Ah, but the mandate has changed slightly. You don't have to wear a diaper if you have been "fully vaccinated." Now, I will never have my genes altered by a politically rushed "vaccine" in order to avoid a bad cold. But, I can pretend to be vaccinated. What a wonderful taste of freedom it was, to shop this past Friday without that dehumanizing diaper. It was nice to breathe, too.

StoryHack #7 Is Out
Read My Story in It!
Friday, May 14, 2021 1:45 am
The latest issue of StoryHack is here! And it contains the third Hamlin Becker tale!

Buy it on Amazon (to give the publisher money). Review it on Amazon (to increase its rank). Read my story An Uncommon Day at the Lake and be amazed by my stupendifulacrity. Go, now!
Sundry & Motley
As of February
Monday, February 22, 2021 11:44 am
I have an interesting post about peril in fiction (using Stargate SG-1 as an example), but that post is still fermenting. I have an even more inchoate post about the corruption of the tomboy, but as that subject is too directly political I'm hesitant to bring it up at all. Then there's that post about Warhammer 40K that I promised three or four years ago, which is also quite unwritten.

So instead, a few updates.

I sold An Uncommon Day at the Lake to StoryHack. Hurrah! So in 2021, I will have at least two stories published, one in StoryHack and another in Cirsova.
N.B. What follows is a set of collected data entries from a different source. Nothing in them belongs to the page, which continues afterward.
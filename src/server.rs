//! HTTP server initialization and runtime setup.
//!
//! Selects the store, broker, cache and reputation backends, spawns the
//! click and verification workers and runs the Axum server until a
//! shutdown signal arrives.

use crate::config::Config;
use crate::domain::click_worker::run_click_worker;
use crate::domain::repositories::{ClickRepository, ShortUrlRepository};
use crate::domain::verification_worker::VerificationWorker;
use crate::infrastructure::cache::{CacheService, MemoryCache, RedisCache};
use crate::infrastructure::messaging::{MemoryBroker, MessageBroker, RedisBroker};
use crate::infrastructure::persistence::{
    MemoryClickRepository, MemoryShortUrlRepository, PgClickRepository, PgShortUrlRepository,
};
use crate::infrastructure::safety::{BlocklistChecker, SafeBrowsingClient, SafetyChecker};
use crate::routes::app_router;
use crate::state::{AppState, ServiceSettings};

use anyhow::{Context, Result};
use axum::ServiceExt;
use axum::extract::Request;
use sqlx::postgres::PgPoolOptions;
use std::net::SocketAddr;
use std::sync::Arc;
use std::time::Duration;
use tokio::sync::{mpsc, watch};

/// Upper bound on how long shutdown waits for background workers.
const WORKER_SHUTDOWN_TIMEOUT: Duration = Duration::from_secs(10);

/// Record and click storage selected at startup.
struct Store {
    short_urls: Arc<dyn ShortUrlRepository>,
    clicks: Arc<dyn ClickRepository>,
}

/// Runs the HTTP server with the given configuration.
///
/// Initializes:
/// - PostgreSQL connection pool and migrations (or the in-memory store)
/// - Redis broker and QR cache (or their in-memory counterparts)
/// - Reputation checker (Safe Browsing or static blocklist)
/// - Background click worker and verification consumers
/// - Axum HTTP server with graceful shutdown
///
/// # Errors
///
/// Returns an error if:
/// - Database connection or migration fails
/// - Redis is configured but unreachable
/// - Server bind fails
/// - Server runtime error occurs
pub async fn run(config: Config) -> Result<()> {
    let store = connect_store(&config).await?;
    let (broker, cache) = connect_redis_backends(&config).await?;
    let checker = build_checker(&config)?;

    let (click_tx, click_rx) = mpsc::channel(config.click_queue_capacity);
    let click_worker = tokio::spawn(run_click_worker(
        click_rx,
        store.clicks.clone(),
        config.click_worker_concurrency,
    ));

    let recovered = broker
        .recover_in_flight(&config.verification_topic)
        .await
        .context("Failed to recover in-flight verification messages")?;
    if recovered > 0 {
        tracing::warn!(
            recovered,
            topic = %config.verification_topic,
            "Requeued verification messages left in flight"
        );
    }

    let (shutdown_tx, shutdown_rx) = watch::channel(false);
    let worker = Arc::new(VerificationWorker::new(
        store.short_urls.clone(),
        checker,
        broker.clone(),
        cache.clone(),
        config.verification_topic.clone(),
        config.verification_policy(),
    ));
    let consumers = worker.spawn(config.verification_consumers, shutdown_rx);
    tracing::info!(
        consumers = consumers.len(),
        topic = %worker.topic(),
        "Verification workers started"
    );

    let state = AppState::new(
        store.short_urls,
        store.clicks,
        broker,
        cache,
        click_tx,
        ServiceSettings::from(&config),
    );

    let app = app_router(state, config.behind_proxy);

    let addr: SocketAddr = config
        .listen_addr
        .parse()
        .with_context(|| format!("Invalid listen address: {}", config.listen_addr))?;
    let listener = tokio::net::TcpListener::bind(addr)
        .await
        .with_context(|| format!("Failed to bind {addr}"))?;
    tracing::info!("Listening on http://{addr}");

    axum::serve(
        listener,
        ServiceExt::<Request>::into_make_service_with_connect_info::<SocketAddr>(app),
    )
    .with_graceful_shutdown(shutdown_signal())
    .await?;

    tracing::info!("HTTP server stopped, draining workers");
    let _ = shutdown_tx.send(true);

    let drain = async {
        for consumer in consumers {
            let _ = consumer.await;
        }
        // the router owned the last click sender
        let _ = click_worker.await;
    };
    if tokio::time::timeout(WORKER_SHUTDOWN_TIMEOUT, drain)
        .await
        .is_err()
    {
        tracing::warn!("Workers did not stop within {:?}", WORKER_SHUTDOWN_TIMEOUT);
    }

    tracing::info!("Shutdown complete");
    Ok(())
}

/// Connects PostgreSQL and applies migrations, or falls back to the
/// in-memory store when no database is configured.
async fn connect_store(config: &Config) -> Result<Store> {
    let Some(database_url) = &config.database_url else {
        tracing::warn!("No database configured, records are kept in memory only");
        return Ok(Store {
            short_urls: Arc::new(MemoryShortUrlRepository::new()),
            clicks: Arc::new(MemoryClickRepository::new()),
        });
    };

    let pool = PgPoolOptions::new()
        .max_connections(config.db_max_connections)
        .acquire_timeout(Duration::from_secs(config.db_connect_timeout))
        .idle_timeout(Duration::from_secs(config.db_idle_timeout))
        .max_lifetime(Duration::from_secs(config.db_max_lifetime))
        .connect(database_url)
        .await
        .context("Failed to connect to database")?;
    tracing::info!("Connected to database");

    sqlx::migrate!("./migrations")
        .run(&pool)
        .await
        .context("Failed to migrate")?;

    let pool = Arc::new(pool);
    Ok(Store {
        short_urls: Arc::new(PgShortUrlRepository::new(pool.clone())),
        clicks: Arc::new(PgClickRepository::new(pool)),
    })
}

/// Connects the Redis broker and QR cache, or uses in-process ones.
///
/// A configured but unreachable Redis is a startup error: silently falling
/// back to an in-memory queue would strand messages other instances publish.
async fn connect_redis_backends(
    config: &Config,
) -> Result<(Arc<dyn MessageBroker>, Arc<dyn CacheService>)> {
    let poll_interval = config.broker_poll_interval();

    let Some(redis_url) = &config.redis_url else {
        tracing::info!("Redis disabled, using in-memory broker and QR cache");
        return Ok((
            Arc::new(MemoryBroker::new(poll_interval)),
            Arc::new(MemoryCache::new(config.cache_ttl_seconds)),
        ));
    };

    let broker = RedisBroker::connect(redis_url, poll_interval)
        .await
        .context("Failed to connect broker to Redis")?;
    let cache = RedisCache::connect(redis_url, config.cache_ttl_seconds)
        .await
        .context("Failed to connect QR cache to Redis")?;

    Ok((Arc::new(broker), Arc::new(cache)))
}

fn build_checker(config: &Config) -> Result<Arc<dyn SafetyChecker>> {
    let timeout = Duration::from_secs(config.safety_check_timeout_secs);

    match &config.safe_browsing_api_key {
        Some(api_key) => {
            let client =
                SafeBrowsingClient::new(config.safe_browsing_endpoint.clone(), api_key, timeout)
                    .context("Failed to build Safe Browsing client")?;
            Ok(Arc::new(client))
        }
        None => {
            tracing::warn!(
                hosts = config.safety_blocklist.len(),
                "No Safe Browsing API key, using the static blocklist"
            );
            Ok(Arc::new(BlocklistChecker::new(
                config.safety_blocklist.iter().cloned(),
            )))
        }
    }
}

/// Resolves on Ctrl+C or, on Unix, SIGTERM.
async fn shutdown_signal() {
    let ctrl_c = async {
        if let Err(e) = tokio::signal::ctrl_c().await {
            tracing::error!("Failed to listen for Ctrl+C: {}", e);
            std::future::pending::<()>().await;
        }
    };

    #[cfg(unix)]
    let terminate = async {
        match tokio::signal::unix::signal(tokio::signal::unix::SignalKind::terminate()) {
            Ok(mut signal) => {
                signal.recv().await;
            }
            Err(e) => {
                tracing::error!("Failed to listen for SIGTERM: {}", e);
                std::future::pending::<()>().await;
            }
        }
    };

    #[cfg(not(unix))]
    let terminate = std::future::pending::<()>();

    tokio::select! {
        _ = ctrl_c => {},
        _ = terminate => {},
    }

    tracing::info!("Shutdown signal received");
}
use qrcode::QrCode;
use qrcode::render::svg;

#[derive(Debug, thiserror::Error)]
#[error("Failed to encode QR code: {0}")]
pub struct QrError(String);

/// Turns a short URL into an image.
pub trait QrRenderer: Send + Sync {
    fn render(&self, data: &str) -> Result<Vec<u8>, QrError>;

    /// MIME type of the rendered bytes.
    fn content_type(&self) -> &'static str;
}

/// Renders QR codes as standalone SVG documents.
#[derive(Debug, Clone)]
pub struct SvgQrRenderer {
    min_size: u32,
}

impl SvgQrRenderer {
    pub fn new(min_size: u32) -> Self {
        Self { min_size }
    }
}

impl Default for SvgQrRenderer {
    fn default() -> Self {
        Self::new(200)
    }
}

impl QrRenderer for SvgQrRenderer {
    fn render(&self, data: &str) -> Result<Vec<u8>, QrError> {
        let code = QrCode::new(data.as_bytes()).map_err(|e| QrError(e.to_string()))?;
        let image = code
            .render::<svg::Color>()
            .min_dimensions(self.min_size, self.min_size)
            .build();
        Ok(image.into_bytes())
    }

    fn content_type(&self) -> &'static str {
        "image/svg+xml"
    }
}
#[cfg(test)]
mod tests {
    use super::*;
    use crate::application::services::{GateService, PrefetchPolicy};
    use crate::domain::entities::Verdict;
    use crate::domain::repositories::{InsertOutcome, MockShortUrlRepository};
    use crate::infrastructure::cache::MemoryCache;
    use crate::infrastructure::messaging::{BrokerError, BrokerResult, Delivery, MemoryBroker};
    use crate::infrastructure::persistence::MemoryShortUrlRepository;
    use crate::infrastructure::qr::SvgQrRenderer;
    use crate::utils::hasher::Sha256Hasher;
    use crate::utils::url_normalizer::HttpUrlValidator;
    use async_trait::async_trait;
    use chrono::Utc;
    use std::time::Duration;
    use tokio::sync::mpsc;

    const TOPIC: &str = "safe";

    struct FailingBroker;

    #[async_trait]
    impl MessageBroker for FailingBroker {
        async fn publish(&self, _topic: &str, _payload: &str) -> BrokerResult<()> {
            Err(BrokerError::Connection("broker down".to_string()))
        }
        async fn receive(&self, _topic: &str) -> BrokerResult<Option<Delivery>> {
            Ok(None)
        }
        async fn ack(&self, _delivery: &Delivery) -> BrokerResult<()> {
            Ok(())
        }
        async fn dead_letter(&self, _delivery: &Delivery) -> BrokerResult<()> {
            Ok(())
        }
        async fn dead_letters(&self, _topic: &str) -> BrokerResult<Vec<String>> {
            Ok(Vec::new())
        }
        async fn take_dead_letters(&self, _topic: &str) -> BrokerResult<Vec<String>> {
            Ok(Vec::new())
        }
        async fn recover_in_flight(&self, _topic: &str) -> BrokerResult<usize> {
            Ok(0)
        }
        async fn health_check(&self) -> bool {
            false
        }
    }

    fn service_with(
        repository: Arc<dyn ShortUrlRepository>,
        broker: Arc<dyn MessageBroker>,
    ) -> CreationService {
        let (tx, _rx) = mpsc::channel(16);
        let gate = Arc::new(GateService::new(repository.clone(), tx, 5));
        let qr = Arc::new(QrService::new(
            gate,
            repository.clone(),
            Arc::new(MemoryCache::new(60)),
            Arc::new(SvgQrRenderer::default()),
            "http://localhost:3000",
            PrefetchPolicy {
                max_attempts: 1,
                base_delay: Duration::from_millis(1),
                max_delay: Duration::from_millis(1),
            },
        ));
        CreationService::new(
            repository,
            broker,
            Arc::new(HttpUrlValidator),
            Arc::new(Sha256Hasher),
            qr,
            TOPIC,
        )
    }

    fn memory_broker() -> Arc<MemoryBroker> {
        Arc::new(MemoryBroker::new(Duration::from_millis(5)))
    }

    #[tokio::test]
    async fn test_create_stores_unknown_and_publishes() {
        let repo = Arc::new(MemoryShortUrlRepository::new());
        let broker = memory_broker();
        let service = service_with(repo.clone(), broker.clone());

        let created = service
            .create("http://example.com/", false, ShortUrlMetadata::default())
            .await
            .unwrap();

        assert!(created.created);
        assert_eq!(created.record.hash, "2a1b4024");
        assert_eq!(created.record.safety, Safety::Unknown);
        assert_eq!(created.verification, VerificationStatus::Queued);
        assert_eq!(created.short_url, "http://localhost:3000/2a1b4024");
        assert!(created.qr_url.is_none());

        let delivery = broker.receive(TOPIC).await.unwrap().unwrap();
        let request = VerificationRequest::decode(&delivery.payload).unwrap();
        assert_eq!(request.hash, "2a1b4024");
        assert_eq!(request.target, "http://example.com/");
        assert_eq!(request.attempt, 0);
    }

    #[tokio::test]
    async fn test_invalid_url_has_no_side_effects() {
        let mut repo = MockShortUrlRepository::new();
        repo.expect_insert_if_absent().times(0);
        let broker = memory_broker();
        let service = service_with(Arc::new(repo), broker.clone());

        let err = service
            .create("ftp://example.com/file", true, ShortUrlMetadata::default())
            .await
            .unwrap_err();

        assert!(matches!(err, AppError::InvalidUrl { .. }));
        assert_eq!(broker.ready_len(TOPIC).await, 0);
    }

    #[tokio::test]
    async fn test_publish_failure_is_degraded_not_error() {
        let repo = Arc::new(MemoryShortUrlRepository::new());
        let service = service_with(repo.clone(), Arc::new(FailingBroker));

        let created = service
            .create("http://example.com/", false, ShortUrlMetadata::default())
            .await
            .unwrap();

        assert_eq!(created.verification, VerificationStatus::Degraded);
        assert_eq!(repo.len(), 1);
    }

    #[tokio::test]
    async fn test_duplicate_create_keeps_verdict_and_skips_publish() {
        let repo = Arc::new(MemoryShortUrlRepository::new());
        let broker = memory_broker();
        let service = service_with(repo.clone(), broker.clone());

        service
            .create("http://example.com/", false, ShortUrlMetadata::default())
            .await
            .unwrap();
        let delivery = broker.receive(TOPIC).await.unwrap().unwrap();
        broker.ack(&delivery).await.unwrap();
        repo.update_safety("2a1b4024", Verdict::Safe).await.unwrap();

        let again = service
            .create("http://example.com", false, ShortUrlMetadata::default())
            .await
            .unwrap();

        assert!(!again.created);
        assert_eq!(again.record.safety, Safety::Safe);
        assert_eq!(again.verification, VerificationStatus::Resolved);
        assert_eq!(broker.ready_len(TOPIC).await, 0);
        assert_eq!(repo.len(), 1);
    }

    #[tokio::test]
    async fn test_duplicate_of_pending_record_republishes() {
        let repo = Arc::new(MemoryShortUrlRepository::new());
        let broker = memory_broker();
        let service = service_with(repo, broker.clone());

        for _ in 0..2 {
            service
                .create("http://example.com/", false, ShortUrlMetadata::default())
                .await
                .unwrap();
        }

        assert_eq!(broker.ready_len(TOPIC).await, 2);
    }

    #[tokio::test]
    async fn test_metadata_is_stored() {
        let repo = Arc::new(MemoryShortUrlRepository::new());
        let service = service_with(repo, memory_broker());

        let created = service
            .create(
                "https://example.com/promo",
                true,
                ShortUrlMetadata {
                    sponsor: Some("acme".to_string()),
                    ip: Some("10.0.0.1".to_string()),
                    permanent: true,
                },
            )
            .await
            .unwrap();

        assert_eq!(created.record.mode, RedirectMode::Permanent);
        assert_eq!(created.record.sponsor.as_deref(), Some("acme"));
        assert_eq!(created.record.ip.as_deref(), Some("10.0.0.1"));
        assert_eq!(
            created.qr_url.as_deref(),
            Some(format!("http://localhost:3000/{}/qr", created.record.hash).as_str())
        );
    }

    #[tokio::test]
    async fn test_storage_error_propagates() {
        let mut repo = MockShortUrlRepository::new();
        repo.expect_insert_if_absent()
            .times(1)
            .returning(|_| Err(AppError::internal("db down", json!({}))));
        let broker = memory_broker();
        let service = service_with(Arc::new(repo), broker.clone());

        let err = service
            .create("http://example.com/", false, ShortUrlMetadata::default())
            .await
            .unwrap_err();

        assert!(matches!(err, AppError::Internal { .. }));
        assert_eq!(broker.ready_len(TOPIC).await, 0);
    }

    #[tokio::test]
    async fn test_request_verification_keeps_state() {
        let mut repo = MockShortUrlRepository::new();
        repo.expect_find_by_hash().returning(|hash| {
            let mut record = ShortUrl::pending(
                NewShortUrl {
                    hash: hash.to_string(),
                    target: "http://example.com/".to_string(),
                    mode: RedirectMode::Temporary,
                    sponsor: None,
                    ip: None,
                },
                Utc::now(),
            );
            record.safety = Safety::Unsafe;
            Ok(Some(record))
        });
        repo.expect_update_safety().times(0);
        let broker = memory_broker();
        let service = service_with(Arc::new(repo), broker.clone());

        let record = service.request_verification("2a1b4024").await.unwrap();

        assert_eq!(record.safety, Safety::Unsafe);
        assert_eq!(broker.ready_len(TOPIC).await, 1);
    }

    #[tokio::test]
    async fn test_request_verification_unknown_hash() {
        let mut repo = MockShortUrlRepository::new();
        repo.expect_find_by_hash().returning(|_| Ok(None));
        let service = service_with(Arc::new(repo), memory_broker());

        let err = service.request_verification("missing").await.unwrap_err();
        assert!(matches!(err, AppError::NotFound { .. }));
    }

    /// Maps every URL to the same key.
    struct ConstantHasher;

    impl UrlHasher for ConstantHasher {
        fn hash(&self, _url: &str) -> String {
            "0badc0de".to_string()
        }
    }

    #[tokio::test]
    async fn test_colliding_key_is_rejected() {
        let repo = Arc::new(MemoryShortUrlRepository::new());
        let broker = memory_broker();
        let base = service_with(repo.clone(), broker.clone());
        let service = CreationService {
            hasher: Arc::new(ConstantHasher),
            ..base
        };

        let first = service
            .create("http://collide.test/48435", false, ShortUrlMetadata::default())
            .await
            .unwrap();
        repo.update_safety(&first.record.hash, Verdict::Safe)
            .await
            .unwrap();

        let err = service
            .create("http://collide.test/163457", false, ShortUrlMetadata::default())
            .await
            .unwrap_err();

        assert!(matches!(err, AppError::HashConflict { .. }));
        assert_eq!(err.status(), axum::http::StatusCode::CONFLICT);
        assert_eq!(repo.len(), 1);
        let stored = repo.find_by_hash("0badc0de").await.unwrap().unwrap();
        assert_eq!(stored.target, "http://collide.test/48435");
        assert_eq!(stored.safety, Safety::Safe);
        assert_eq!(broker.ready_len(TOPIC).await, 1);
    }

    #[tokio::test]
    async fn test_insert_outcome_from_mock() {
        let mut repo = MockShortUrlRepository::new();
        repo.expect_insert_if_absent().times(1).returning(|new| {
            Ok(InsertOutcome {
                record: ShortUrl::pending(new, Utc::now()),
                created: true,
            })
        });
        let service = service_with(Arc::new(repo), Arc::new(FailingBroker));

        let created = service
            .create("HTTP://Example.COM", false, ShortUrlMetadata::default())
            .await
            .unwrap();

        assert_eq!(created.record.target, "http://example.com/");
        assert_eq!(created.verification, VerificationStatus::Degraded);
    }
}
I guess I am now famous. I was checking the Internet Science Fiction Database about some authors and something made me check for my own name. And lo, I'm in ISFDB! To be sure, my author entry was auto-generated from the tables of contents of my home issues of StoryHack and Cirsova. Nevertheless, it's neat to be counted, and counted accurately. Check it out!

By the way, after having resurrected The Santa Mantle, I reviewed my trash pile and determined that, yes, all the rest of the trash is still trash. That is actually reassuring. First, I would not want good works of mine to be lost; second, I would not want to start second-guessing myself as regards my judgments of my works.